> **Collected data entries**
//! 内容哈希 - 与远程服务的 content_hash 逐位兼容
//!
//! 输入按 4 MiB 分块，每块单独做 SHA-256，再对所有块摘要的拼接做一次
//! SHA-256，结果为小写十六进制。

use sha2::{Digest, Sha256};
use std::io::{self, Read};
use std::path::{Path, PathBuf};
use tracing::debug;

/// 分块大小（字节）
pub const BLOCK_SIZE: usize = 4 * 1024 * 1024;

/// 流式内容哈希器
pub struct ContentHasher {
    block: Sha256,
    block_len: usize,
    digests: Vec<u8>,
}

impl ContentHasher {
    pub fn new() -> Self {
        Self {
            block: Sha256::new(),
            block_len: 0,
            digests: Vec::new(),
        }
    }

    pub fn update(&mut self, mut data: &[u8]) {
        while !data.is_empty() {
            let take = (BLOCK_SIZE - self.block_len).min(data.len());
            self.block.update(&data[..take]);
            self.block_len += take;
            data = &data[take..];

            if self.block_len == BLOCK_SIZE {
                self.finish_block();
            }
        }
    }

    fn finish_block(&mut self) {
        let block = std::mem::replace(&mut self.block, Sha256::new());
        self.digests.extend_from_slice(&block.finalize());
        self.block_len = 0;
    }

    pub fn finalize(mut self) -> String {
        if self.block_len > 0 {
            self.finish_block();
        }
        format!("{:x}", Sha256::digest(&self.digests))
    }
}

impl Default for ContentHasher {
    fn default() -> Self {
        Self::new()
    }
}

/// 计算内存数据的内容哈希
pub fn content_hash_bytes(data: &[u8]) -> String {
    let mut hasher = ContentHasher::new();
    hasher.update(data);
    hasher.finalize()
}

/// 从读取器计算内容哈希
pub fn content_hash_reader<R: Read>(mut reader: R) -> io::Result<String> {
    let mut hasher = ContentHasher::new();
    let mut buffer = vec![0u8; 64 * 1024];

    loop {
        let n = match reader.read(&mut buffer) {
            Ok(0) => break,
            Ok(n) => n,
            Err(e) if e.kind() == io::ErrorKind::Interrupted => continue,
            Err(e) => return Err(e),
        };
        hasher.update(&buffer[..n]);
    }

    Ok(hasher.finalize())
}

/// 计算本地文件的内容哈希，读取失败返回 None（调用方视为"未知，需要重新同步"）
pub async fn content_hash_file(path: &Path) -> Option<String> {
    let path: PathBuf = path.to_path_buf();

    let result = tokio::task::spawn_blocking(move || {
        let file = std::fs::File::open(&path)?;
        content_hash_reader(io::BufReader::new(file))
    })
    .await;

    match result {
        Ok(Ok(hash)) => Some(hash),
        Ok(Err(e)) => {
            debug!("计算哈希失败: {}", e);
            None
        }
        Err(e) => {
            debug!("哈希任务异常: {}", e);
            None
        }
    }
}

* * *

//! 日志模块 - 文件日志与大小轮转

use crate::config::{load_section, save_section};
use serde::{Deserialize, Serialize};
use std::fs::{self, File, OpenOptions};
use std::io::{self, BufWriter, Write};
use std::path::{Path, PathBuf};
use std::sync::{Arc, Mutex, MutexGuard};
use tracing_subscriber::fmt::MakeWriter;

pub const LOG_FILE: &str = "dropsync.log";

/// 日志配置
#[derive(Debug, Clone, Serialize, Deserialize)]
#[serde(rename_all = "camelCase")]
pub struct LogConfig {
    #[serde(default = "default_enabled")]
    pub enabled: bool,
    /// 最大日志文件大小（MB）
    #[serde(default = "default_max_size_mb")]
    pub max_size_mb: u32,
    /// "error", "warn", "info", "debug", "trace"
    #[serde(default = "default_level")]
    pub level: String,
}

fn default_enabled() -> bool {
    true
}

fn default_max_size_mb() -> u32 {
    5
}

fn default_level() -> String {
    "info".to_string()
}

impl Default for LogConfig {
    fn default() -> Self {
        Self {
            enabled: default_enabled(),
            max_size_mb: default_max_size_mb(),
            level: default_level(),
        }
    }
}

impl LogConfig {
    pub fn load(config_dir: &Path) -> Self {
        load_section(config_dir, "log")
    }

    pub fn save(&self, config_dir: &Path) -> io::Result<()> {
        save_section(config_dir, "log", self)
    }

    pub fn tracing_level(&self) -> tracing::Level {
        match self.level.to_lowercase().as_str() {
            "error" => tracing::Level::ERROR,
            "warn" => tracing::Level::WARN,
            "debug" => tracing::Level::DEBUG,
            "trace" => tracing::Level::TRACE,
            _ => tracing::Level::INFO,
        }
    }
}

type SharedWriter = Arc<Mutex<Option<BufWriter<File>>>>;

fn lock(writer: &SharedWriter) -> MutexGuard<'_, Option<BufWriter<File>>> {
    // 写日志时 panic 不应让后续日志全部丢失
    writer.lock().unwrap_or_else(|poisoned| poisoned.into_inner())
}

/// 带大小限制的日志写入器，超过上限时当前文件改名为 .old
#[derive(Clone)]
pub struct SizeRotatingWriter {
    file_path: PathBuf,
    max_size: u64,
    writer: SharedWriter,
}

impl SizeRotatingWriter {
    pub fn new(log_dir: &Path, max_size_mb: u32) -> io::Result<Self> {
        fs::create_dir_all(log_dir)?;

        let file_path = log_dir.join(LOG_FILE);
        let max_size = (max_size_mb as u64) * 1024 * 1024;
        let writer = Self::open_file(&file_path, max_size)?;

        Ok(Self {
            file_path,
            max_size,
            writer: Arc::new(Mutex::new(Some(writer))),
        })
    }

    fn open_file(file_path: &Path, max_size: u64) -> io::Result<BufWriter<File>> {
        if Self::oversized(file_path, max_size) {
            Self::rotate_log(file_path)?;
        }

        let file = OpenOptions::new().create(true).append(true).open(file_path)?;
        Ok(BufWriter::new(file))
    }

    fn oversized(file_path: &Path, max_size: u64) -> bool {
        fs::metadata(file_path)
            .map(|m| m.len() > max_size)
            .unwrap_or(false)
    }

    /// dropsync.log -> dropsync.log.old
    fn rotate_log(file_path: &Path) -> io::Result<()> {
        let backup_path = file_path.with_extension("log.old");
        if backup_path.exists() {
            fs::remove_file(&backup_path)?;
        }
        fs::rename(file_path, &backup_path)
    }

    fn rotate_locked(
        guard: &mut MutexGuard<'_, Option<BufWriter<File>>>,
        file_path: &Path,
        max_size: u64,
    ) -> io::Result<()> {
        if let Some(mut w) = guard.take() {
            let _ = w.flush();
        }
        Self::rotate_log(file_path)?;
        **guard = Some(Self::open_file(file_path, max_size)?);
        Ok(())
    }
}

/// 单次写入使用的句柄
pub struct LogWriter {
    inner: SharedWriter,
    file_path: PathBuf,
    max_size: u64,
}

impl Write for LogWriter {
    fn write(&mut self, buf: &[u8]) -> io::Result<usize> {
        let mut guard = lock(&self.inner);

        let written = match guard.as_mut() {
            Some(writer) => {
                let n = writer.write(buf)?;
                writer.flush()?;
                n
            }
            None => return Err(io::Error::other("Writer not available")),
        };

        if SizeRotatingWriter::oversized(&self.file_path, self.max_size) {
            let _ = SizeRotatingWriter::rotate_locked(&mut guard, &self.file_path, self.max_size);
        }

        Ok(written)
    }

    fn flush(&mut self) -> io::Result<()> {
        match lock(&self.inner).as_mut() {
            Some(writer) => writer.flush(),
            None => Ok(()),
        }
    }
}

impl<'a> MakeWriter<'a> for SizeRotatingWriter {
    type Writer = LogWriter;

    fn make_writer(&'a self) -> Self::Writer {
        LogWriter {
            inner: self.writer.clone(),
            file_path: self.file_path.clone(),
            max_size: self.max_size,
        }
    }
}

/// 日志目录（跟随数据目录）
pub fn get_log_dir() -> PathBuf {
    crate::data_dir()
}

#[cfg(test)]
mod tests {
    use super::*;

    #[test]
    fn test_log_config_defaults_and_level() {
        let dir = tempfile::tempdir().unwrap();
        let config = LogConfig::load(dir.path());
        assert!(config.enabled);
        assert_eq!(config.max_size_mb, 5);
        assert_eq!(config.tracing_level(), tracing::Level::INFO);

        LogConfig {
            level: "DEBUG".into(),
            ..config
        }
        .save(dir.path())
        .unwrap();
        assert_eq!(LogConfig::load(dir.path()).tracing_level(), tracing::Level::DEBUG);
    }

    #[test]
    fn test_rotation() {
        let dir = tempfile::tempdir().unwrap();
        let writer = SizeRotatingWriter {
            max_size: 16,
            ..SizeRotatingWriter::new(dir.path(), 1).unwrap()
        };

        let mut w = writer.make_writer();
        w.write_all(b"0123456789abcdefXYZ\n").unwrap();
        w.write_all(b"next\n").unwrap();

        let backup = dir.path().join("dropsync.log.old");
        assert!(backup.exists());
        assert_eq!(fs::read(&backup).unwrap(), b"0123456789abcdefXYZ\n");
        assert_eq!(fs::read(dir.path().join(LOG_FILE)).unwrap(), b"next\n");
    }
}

> **WHAT THE TASK REQUIRES**
Where does "warn" appear in the records above? Copy every line that has it.

> **SOLVED PROBLEM**
    /// "error", "warn", "info", "debug", "trace"
            "warn" => tracing::Level::WARN,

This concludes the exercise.